Ditch the 2023 User Interface in Acrobat
There are so many shortcomings and problems with the new 2023 GUI interface. Here are just a few:
Swapping left and right-hand panels for no reason. This does not improve anything for users. It just forces users to change everything about how they work in Acrobat every workday.
Functions are indicated by random icons. In the 90s, we learned that icons in software and websites don't work across different populations. Users have a difficult time figuring out what the heck they mean. Give text labels.
The left panel is permanently positioned on the screen and obscures part of the document below. Seriously Adobe, WTF.
The entire menu/panel system can't be customized, moved, or docked. Another WTF.
Hamburger menus (those obscure 3 horizontal lines) are used on mobile interfaces to collapse menus. They are totally unnecessary and inappropriate on desktop interfaces — where working people spend most of their time working. Give people real menus with real names. "Menu" is not accurate, either. What is the name of the other menu to the right? Menu 2? Cheeseburger Menu?
The new interface is inaccessible for those with disabilities who use assistive technologies, especially screen reader users. Adobe has seriously violated its VPAT with governments and corporations worldwide who are required by law to provide accessible work environments and tools.
Grey on Grey is not an accessible color scheme. Can't tell if some icons are active or disabled. Those with low vision can't discern the icons.
Digital signatures, Document Cloud (where Adobe stores your files by default), subscriptions, OCR, file creation, file combining, and accessibility all have reported major problems for the past few years...but rather than fix these critical problems, money was instead spent on rearranging the deck chairs on the sinking Titanic.
As long-time PDF consultants, my firm has found that the majority of customers are professionals who use Acrobat for their jobs. These are not "casual" users working on their smartphones. They are using desktops/laptops with full screens, not mobile devices to do their jobs. And they work with PDFs a lot.
They have developed actions and scripts to automate processes on dozens, hundreds, and even thousands of PDF files every day. These industries include print, prepress, graphic design, accessibility & remediation, accessible forms, variable forms, variable printing, data validation, financial institutions (think of all those bank statements every month!), health care, investment and finance, and manufacturing.
Dramatic GUI changes like 2023's completely change how these automated processes work...if they still work at all.
The cost to these industries to correct the now-broken processes — brought on by Adobe's whimsical, untested design idea — is appalling. If I was a major corporation hit by this unnecessary expense, I'd ban Adobe products from my company and look for another PDF vendor.
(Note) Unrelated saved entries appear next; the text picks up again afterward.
//! Error types for the artifact generation pipeline.

use std::path::PathBuf;
use thiserror::Error;

/// Retry classification of a generation failure.
#[derive(Debug, Clone, Copy, PartialEq, Eq)]
pub enum ErrorClass {
    /// Timeout-like or malformed/truncated response; retried.
    Transient,
    /// Everything else; never retried.
    Fatal,
}

/// Errors raised by a `GenerationClient` call.
#[derive(Debug, Clone, Error)]
pub enum GenerationError {
    #[error("Generation timed out: {0}")]
    Timeout(String),

    #[error("Malformed generation response: {0}")]
    Malformed(String),

    #[error("Generation service rejected credentials: {0}")]
    Unauthorized(String),

    #[error("Generation service misconfigured: {0}")]
    Configuration(String),

    #[error("Generation request failed: {0}")]
    Request(String),

    #[error("{0}")]
    Other(String),
}

/// Message fragments that mark an opaque failure as transient.
const TRANSIENT_MARKERS: &[&str] = &[
    "timeout",
    "timed out",
    "parse",
    "json",
    "format",
    "truncated",
    "unexpected end",
];

impl GenerationError {
    /// Classify this error for the retry policy.
    ///
    /// Typed variants classify by kind; `Request` and `Other` carry an opaque message from
    /// the service and are classified by what the message says.
    pub fn class(&self) -> ErrorClass {
        match self {
            GenerationError::Timeout(_) | GenerationError::Malformed(_) => ErrorClass::Transient,
            GenerationError::Unauthorized(_) | GenerationError::Configuration(_) => {
                ErrorClass::Fatal
            }
            GenerationError::Request(message) | GenerationError::Other(message) => {
                classify_message(message)
            }
        }
    }

    pub fn is_transient(&self) -> bool {
        self.class() == ErrorClass::Transient
    }
}

/// Classify a free-form error message.
pub fn classify_message(message: &str) -> ErrorClass {
    let lowered = message.to_lowercase();
    if TRANSIENT_MARKERS
        .iter()
        .any(|marker| lowered.contains(marker))
    {
        ErrorClass::Transient
    } else {
        ErrorClass::Fatal
    }
}

/// Artifact store errors
#[derive(Debug, Error)]
pub enum StoreError {
    #[error("Artifact not found: {0}")]
    NotFound(PathBuf),

    #[error("Artifact I/O error at {path}: {source}")]
    Io {
        path: PathBuf,
        #[source]
        source: std::io::Error,
    },
}

/// Pipeline-level errors. Generation failures never surface here; they end up as
/// per-item `failed` outcomes.
#[derive(Debug, Error)]
pub enum PipelineError {
    #[error("Invalid work items: {0}")]
    InvalidInput(String),

    #[error("Configuration error: {0}")]
    ConfigError(String),

    #[error("Work item source error: {0}")]
    SourceError(String),

    #[error("Storage error: {0}")]
    StorageError(#[from] StoreError),

    #[error("Provider error: {0}")]
    ProviderError(String),

    #[error("Output error: {0}")]
    OutputError(String),
}

impl From<config::ConfigError> for PipelineError {
    fn from(err: config::ConfigError) -> Self {
        PipelineError::ConfigError(err.to_string())
    }
}
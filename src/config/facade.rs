//! Config loading entry point.

use super::merge::merge_policy;
use super::sources::{environment, global_file, workspace_file};
use super::ForgeConfig;
use crate::error::PipelineError;
use config::{Config, File};
use std::path::{Path, PathBuf};
use tracing::debug;

/// Loads [`ForgeConfig`] from layered sources.
pub struct ConfigLoader;

impl ConfigLoader {
    /// Load configuration for `workspace_root`.
    ///
    /// Precedence (lowest to highest): defaults, global file, `artifact-forge.toml`,
    /// `config/{ARTIFACT_FORGE_ENV}.toml`, `ARTIFACT_FORGE__SECTION__KEY` variables.
    /// A relative layout root is resolved against `workspace_root`.
    pub fn load(workspace_root: &Path) -> Result<ForgeConfig, PipelineError> {
        let builder = merge_policy::builder_with_defaults()?;
        let builder = global_file::add_to_builder(builder)?;
        let builder = workspace_file::add_to_builder(builder, workspace_root)?;
        let builder = environment::add_to_builder(builder);

        let mut config: ForgeConfig = builder.build()?.try_deserialize()?;
        if config.layout.root.is_relative() {
            config.layout.root = workspace_root.join(&config.layout.root);
        }
        debug!(
            workspace_root = %workspace_root.display(),
            artifact_root = %config.layout.root.display(),
            "Configuration loaded"
        );
        Ok(config)
    }

    /// Load configuration from a single file over defaults.
    pub fn load_from_file(path: &Path) -> Result<ForgeConfig, PipelineError> {
        let config = Config::builder()
            .add_source(File::from(path.to_path_buf()).required(true))
            .build()?
            .try_deserialize()?;
        Ok(config)
    }

    /// Path of the user-level config file, when a home directory is known.
    pub fn global_config_path() -> Option<PathBuf> {
        global_file::global_config_path()
    }
}
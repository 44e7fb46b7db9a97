//! Response parsing: extract entries from free-form generation output.
//!
//! The service is asked for a JSON array but routinely answers with fenced blocks, markdown
//! sections or plain prose. Strategies cascade from strict to loose and the first one that
//! yields anything wins. Nothing here errors; an unusable response is `ParseOutcome::Empty`.

use crate::types::{ParseStrategy, ParsedEntry, WorkItem};
use regex::Regex;
use serde::{Deserialize, Serialize};
use serde_json::{Map, Value};
use std::sync::OnceLock;

/// Parser tuning
#[derive(Debug, Clone, PartialEq, Eq, Serialize, Deserialize)]
pub struct ParserConfig {
    /// Object fields that may carry the work item reference, in preference order
    #[serde(default = "default_discriminator_fields")]
    pub discriminator_fields: Vec<String>,
    /// Object fields that may carry the artifact body, in preference order
    #[serde(default = "default_content_fields")]
    pub content_fields: Vec<String>,
    /// Minimum trimmed length for the unstructured last-resort entry
    #[serde(default = "default_min_raw_chars")]
    pub min_raw_chars: usize,
}

fn default_discriminator_fields() -> Vec<String> {
    ["id", "item_id", "itemId", "task_id", "taskId", "story_id", "storyId"]
        .iter()
        .map(|s| s.to_string())
        .collect()
}

fn default_content_fields() -> Vec<String> {
    ["content", "artifact", "schema", "test_plan", "testPlan", "body"]
        .iter()
        .map(|s| s.to_string())
        .collect()
}

fn default_min_raw_chars() -> usize {
    50
}

impl Default for ParserConfig {
    fn default() -> Self {
        Self {
            discriminator_fields: default_discriminator_fields(),
            content_fields: default_content_fields(),
            min_raw_chars: default_min_raw_chars(),
        }
    }
}

/// Tagged parser result; callers branch on the tag.
#[derive(Debug, Clone, PartialEq)]
pub enum ParseOutcome {
    Entries(Vec<ParsedEntry>),
    Empty,
}

impl ParseOutcome {
    fn from_entries(entries: Vec<ParsedEntry>) -> Self {
        if entries.is_empty() {
            ParseOutcome::Empty
        } else {
            ParseOutcome::Entries(entries)
        }
    }

    pub fn is_empty(&self) -> bool {
        matches!(self, ParseOutcome::Empty)
    }

    pub fn len(&self) -> usize {
        match self {
            ParseOutcome::Entries(entries) => entries.len(),
            ParseOutcome::Empty => 0,
        }
    }

    /// Strategy that produced the entries, if any.
    pub fn strategy(&self) -> Option<ParseStrategy> {
        match self {
            ParseOutcome::Entries(entries) => entries.first().map(|entry| entry.strategy),
            ParseOutcome::Empty => None,
        }
    }

    pub fn into_entries(self) -> Vec<ParsedEntry> {
        match self {
            ParseOutcome::Entries(entries) => entries,
            ParseOutcome::Empty => Vec::new(),
        }
    }
}

fn fenced_block_re() -> &'static Regex {
    static RE: OnceLock<Regex> = OnceLock::new();
    RE.get_or_init(|| Regex::new(r"(?s)```[A-Za-z0-9_+\-]*[ \t]*\r?\n(.*?)```").unwrap())
}

fn heading_re() -> &'static Regex {
    static RE: OnceLock<Regex> = OnceLock::new();
    RE.get_or_init(|| Regex::new(r"^\s{0,3}#{1,6}\s+(.+)$").unwrap())
}

fn numbered_re() -> &'static Regex {
    static RE: OnceLock<Regex> = OnceLock::new();
    RE.get_or_init(|| Regex::new(r"^(?:\*\*)?\d+[.)]\s+(.+)$").unwrap())
}

fn bullet_re() -> &'static Regex {
    static RE: OnceLock<Regex> = OnceLock::new();
    RE.get_or_init(|| Regex::new(r"^[-*•]\s+(.+)$").unwrap())
}

fn list_item_re() -> &'static Regex {
    static RE: OnceLock<Regex> = OnceLock::new();
    RE.get_or_init(|| Regex::new(r"^\s*(?:\d+[.)]|[-*•])\s+(.+)$").unwrap())
}

fn label_re() -> &'static Regex {
    static RE: OnceLock<Regex> = OnceLock::new();
    RE.get_or_init(|| {
        Regex::new(
            r"(?i)^(id|name|title|description|steps|expected(?:\s+(?:result|results|outcome|behavior))?)\s*:\s*(.*)$",
        )
        .unwrap()
    })
}

/// Markers that open a section, strongest kind first.
#[derive(Debug, Clone, Copy, PartialEq, Eq)]
enum SectionMarker {
    Heading,
    Numbered,
    Bullet,
}

impl SectionMarker {
    fn regex(self) -> &'static Regex {
        match self {
            SectionMarker::Heading => heading_re(),
            SectionMarker::Numbered => numbered_re(),
            SectionMarker::Bullet => bullet_re(),
        }
    }
}

/// Extracts [`ParsedEntry`] values from raw generation output.
#[derive(Debug, Clone, Default)]
pub struct ResponseParser {
    config: ParserConfig,
}

impl ResponseParser {
    pub fn new(config: ParserConfig) -> Self {
        Self { config }
    }

    /// Parse `raw_text` produced for the `expected` items.
    pub fn parse(&self, raw_text: &str, expected: &[WorkItem]) -> ParseOutcome {
        let entries = self.parse_json_array(raw_text, ParseStrategy::JsonArray);
        if !entries.is_empty() {
            return ParseOutcome::from_entries(entries);
        }

        let entries = self.parse_fenced_blocks(raw_text);
        if !entries.is_empty() {
            return ParseOutcome::from_entries(entries);
        }

        let entries = self.parse_sections(raw_text, expected);
        if let ([only], [_, _, ..]) = (expected, entries.as_slice()) {
            // One item asked for: the sections are its parts, not separate artifacts.
            return ParseOutcome::from_entries(vec![whole_reply(raw_text, only)]);
        }
        if !entries.is_empty() {
            return ParseOutcome::from_entries(entries);
        }

        ParseOutcome::from_entries(self.parse_raw(raw_text, expected))
    }

    /// Strategy 1: the whole text is a JSON array of objects with a discriminator.
    fn parse_json_array(&self, text: &str, strategy: ParseStrategy) -> Vec<ParsedEntry> {
        let Ok(Value::Array(values)) = serde_json::from_str::<Value>(text.trim()) else {
            return Vec::new();
        };
        values
            .into_iter()
            .filter_map(|value| match value {
                Value::Object(map) => self.entry_from_object(map, strategy),
                _ => None,
            })
            .collect()
    }

    /// Strategy 2: each fenced block parsed on its own as strategy 1.
    fn parse_fenced_blocks(&self, text: &str) -> Vec<ParsedEntry> {
        fenced_block_re()
            .captures_iter(text)
            .filter_map(|caps| caps.get(1))
            .flat_map(|block| self.parse_json_array(block.as_str(), ParseStrategy::FencedBlock))
            .collect()
    }

    /// Strategy 3: split on section markers and read `Label:` lines.
    ///
    /// Every marker kind present is tried. The split whose sections reference the most
    /// expected items wins, then the one with the most sections, then the stronger kind.
    fn parse_sections(&self, text: &str, expected: &[WorkItem]) -> Vec<ParsedEntry> {
        let lines: Vec<&str> = text.lines().collect();
        let mut best: Option<(usize, usize, Vec<ParsedEntry>)> = None;

        for marker in [
            SectionMarker::Heading,
            SectionMarker::Numbered,
            SectionMarker::Bullet,
        ] {
            let entries = split_sections(&lines, marker);
            if entries.is_empty() {
                continue;
            }
            let referenced = expected
                .iter()
                .filter(|item| entries.iter().any(|entry| references(entry, item)))
                .count();
            let better = match &best {
                Some((best_referenced, best_len, _)) => {
                    (referenced, entries.len()) > (*best_referenced, *best_len)
                }
                None => true,
            };
            if better {
                best = Some((referenced, entries.len(), entries));
            }
        }

        best.map(|(_, _, entries)| entries).unwrap_or_default()
    }

    /// Strategy 4: a long enough answer for a single expected item is taken verbatim.
    ///
    /// Only single-item calls use this. Unstructured text in a multi-item call cannot be
    /// attributed to any one item, so it is a parse miss and the batch goes to fallback
    /// instead of binding everything to the first item.
    fn parse_raw(&self, text: &str, expected: &[WorkItem]) -> Vec<ParsedEntry> {
        let trimmed = text.trim();
        match expected {
            [only] if trimmed.chars().count() > self.config.min_raw_chars => vec![ParsedEntry {
                discriminator: only.id.clone(),
                content: trimmed.to_string(),
                fields: Map::new(),
                strategy: ParseStrategy::RawText,
            }],
            _ => Vec::new(),
        }
    }

    fn entry_from_object(
        &self,
        map: Map<String, Value>,
        strategy: ParseStrategy,
    ) -> Option<ParsedEntry> {
        let discriminator = self
            .config
            .discriminator_fields
            .iter()
            .find_map(|field| scalar_text(map.get(field)?))?;

        let content = self
            .config
            .content_fields
            .iter()
            .find_map(|field| match map.get(field)? {
                Value::Null => None,
                Value::String(s) if s.trim().is_empty() => None,
                Value::String(s) => Some(s.clone()),
                other => serde_json::to_string_pretty(other).ok(),
            })
            .or_else(|| serde_json::to_string_pretty(&Value::Object(map.clone())).ok())?;

        Some(ParsedEntry {
            discriminator,
            content,
            fields: map,
            strategy,
        })
    }
}

fn split_sections(lines: &[&str], marker: SectionMarker) -> Vec<ParsedEntry> {
    let mut sections: Vec<(String, Vec<&str>)> = Vec::new();
    for line in lines {
        if let Some(caps) = marker.regex().captures(line) {
            sections.push((caps[1].to_string(), vec![*line]));
        } else if let Some((_, body)) = sections.last_mut() {
            body.push(*line);
        }
    }

    sections
        .into_iter()
        .filter_map(|(header, body)| section_entry(&header, &body))
        .collect()
}

fn references(entry: &ParsedEntry, item: &WorkItem) -> bool {
    let discriminator = entry.discriminator.to_lowercase();
    [item.id.trim(), item.title.trim()]
        .into_iter()
        .filter(|needle| !needle.is_empty())
        .any(|needle| discriminator.contains(&needle.to_lowercase()))
}

fn whole_reply(text: &str, item: &WorkItem) -> ParsedEntry {
    ParsedEntry {
        discriminator: item.id.clone(),
        content: text.trim().to_string(),
        fields: Map::new(),
        strategy: ParseStrategy::Sections,
    }
}

fn scalar_text(value: &Value) -> Option<String> {
    let text = match value {
        Value::String(s) => s.trim().to_string(),
        Value::Number(n) => n.to_string(),
        _ => return None,
    };
    (!text.is_empty()).then_some(text)
}

fn strip_emphasis(text: &str) -> String {
    text.trim()
        .trim_matches(|c| c == '*' || c == '_' || c == '`')
        .trim()
        .trim_end_matches(':')
        .trim()
        .to_string()
}

fn section_entry(header: &str, body: &[&str]) -> Option<ParsedEntry> {
    let header = strip_emphasis(header);
    let mut id = None;
    let mut name = None;
    let mut description = None;
    let mut expected = None;
    let mut steps: Vec<String> = Vec::new();
    let mut in_steps = false;

    for line in body.iter().skip(1) {
        let trimmed = line.trim();
        if trimmed.is_empty() {
            continue;
        }
        let unbulleted = trimmed
            .trim_start_matches(|c| c == '-' || c == '*' || c == '•')
            .trim();
        let unbulleted = strip_leading_emphasis(unbulleted);

        if let Some(caps) = label_re().captures(&unbulleted) {
            let label = caps[1].to_lowercase();
            let value = strip_emphasis(&caps[2]);
            in_steps = false;
            match label.as_str() {
                "id" => id = Some(value),
                "name" | "title" => name = Some(value),
                "description" => description = Some(value),
                "steps" => {
                    in_steps = true;
                    if !value.is_empty() {
                        steps.push(value);
                    }
                }
                _ => expected = Some(value),
            }
            continue;
        }

        if in_steps {
            if let Some(caps) = list_item_re().captures(trimmed) {
                steps.push(caps[1].trim().to_string());
            }
        }
    }

    let discriminator = [id.as_deref(), name.as_deref(), Some(header.as_str())]
        .into_iter()
        .flatten()
        .find(|value| !value.is_empty())?
        .to_string();

    let mut fields = Map::new();
    fields.insert("header".to_string(), Value::String(header.clone()));
    if let Some(id) = id {
        fields.insert("id".to_string(), Value::String(id));
    }
    fields.insert(
        "name".to_string(),
        Value::String(name.unwrap_or_else(|| header.clone())),
    );
    if let Some(description) = description {
        fields.insert("description".to_string(), Value::String(description));
    }
    if !steps.is_empty() {
        fields.insert(
            "steps".to_string(),
            Value::Array(steps.into_iter().map(Value::String).collect()),
        );
    }
    if let Some(expected) = expected {
        fields.insert("expected_result".to_string(), Value::String(expected));
    }

    Some(ParsedEntry {
        discriminator,
        content: body.join("\n").trim().to_string(),
        fields,
        strategy: ParseStrategy::Sections,
    })
}

// "**Name:** Login" -> "Name: Login"
fn strip_leading_emphasis(text: &str) -> String {
    text.replacen("**", "", 2)
}
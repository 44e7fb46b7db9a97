//! Integration tests for log destinations chosen on the command line.

use std::fs;
use std::path::Path;
use std::process::Command;
use tempfile::TempDir;

fn check_command(workspace: &Path, config_home: &Path) -> Command {
    let bin = env!("CARGO_BIN_EXE_artifact-forge");
    let mut command = Command::new(bin);
    command
        .env("XDG_CONFIG_HOME", config_home.as_os_str())
        .env_remove("ARTIFACT_FORGE_LOG")
        .env_remove("ARTIFACT_FORGE_LOG_OUTPUT")
        .env_remove("ARTIFACT_FORGE_LOG_FORMAT")
        .arg("--workspace")
        .arg(workspace);
    command
}

fn workspace_with_items(temp_dir: &TempDir) -> std::path::PathBuf {
    let workspace = temp_dir.path().join("ws");
    fs::create_dir_all(&workspace).unwrap();
    fs::write(
        workspace.join("items.json"),
        r#"[{"id": "T-1", "title": "Login"}]"#,
    )
    .unwrap();
    workspace
}

#[test]
fn test_file_output_writes_workspace_log() {
    let temp_dir = TempDir::new().unwrap();
    let workspace = workspace_with_items(&temp_dir);

    let output = check_command(&workspace, &temp_dir.path().join("config"))
        .arg("--log-output")
        .arg("file")
        .arg("check")
        .arg("--items")
        .arg(workspace.join("items.json"))
        .arg("--kind")
        .arg("test-plan")
        .output()
        .unwrap();

    assert!(
        output.status.success(),
        "check should succeed: stderr={:?}",
        String::from_utf8_lossy(&output.stderr)
    );

    let log_path = workspace.join(".artifact-forge").join("artifact-forge.log");
    assert!(log_path.exists(), "log file should exist at {}", log_path.display());
    let content = fs::read_to_string(&log_path).unwrap();
    assert!(
        content.contains("artifact-forge starting"),
        "log file should contain a startup message; got: {}",
        content.lines().next().unwrap_or("")
    );
}

#[test]
fn test_verbose_logs_to_stderr_without_polluting_stdout() {
    let temp_dir = TempDir::new().unwrap();
    let workspace = workspace_with_items(&temp_dir);

    let output = check_command(&workspace, &temp_dir.path().join("config"))
        .arg("--verbose")
        .arg("check")
        .arg("--items")
        .arg(workspace.join("items.json"))
        .arg("--kind")
        .arg("test-plan")
        .arg("--json")
        .output()
        .unwrap();

    assert!(output.status.success());
    let stderr = String::from_utf8_lossy(&output.stderr);
    assert!(!stderr.trim().is_empty(), "verbose mode should emit logs to stderr");

    let report: serde_json::Value = serde_json::from_slice(&output.stdout).unwrap();
    assert_eq!(report[0]["item_id"], "T-1");
    assert_eq!(report[0]["valid"], false);
}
There are now many reputable competitors to Adobe Acrobat: See:
— https://www.tomsguide.com/best-picks/best-pdf-editors
— https://www.techradar.com/best/pdf-editors
— https://www.pcworld.com/article/407214/best-pdf-editors.html
Calling this Acrobat's "Modern Viewer" is a form of gaslighting Adobe customers. It's not modern at all — 30 years ago, using icons failed in software and web interfaces, and it's failing again with Acrobat 2023. Sometimes retro isn't good, especially retro user interfaces. Please don't attempt to bring back disco, old-fashioned 20 inch TVs, polyester suits, rotary phones and VHS tapes as being "Modern," too.
Ditch this "Modern Viewer" and instead give us a working tool to get our jobs done.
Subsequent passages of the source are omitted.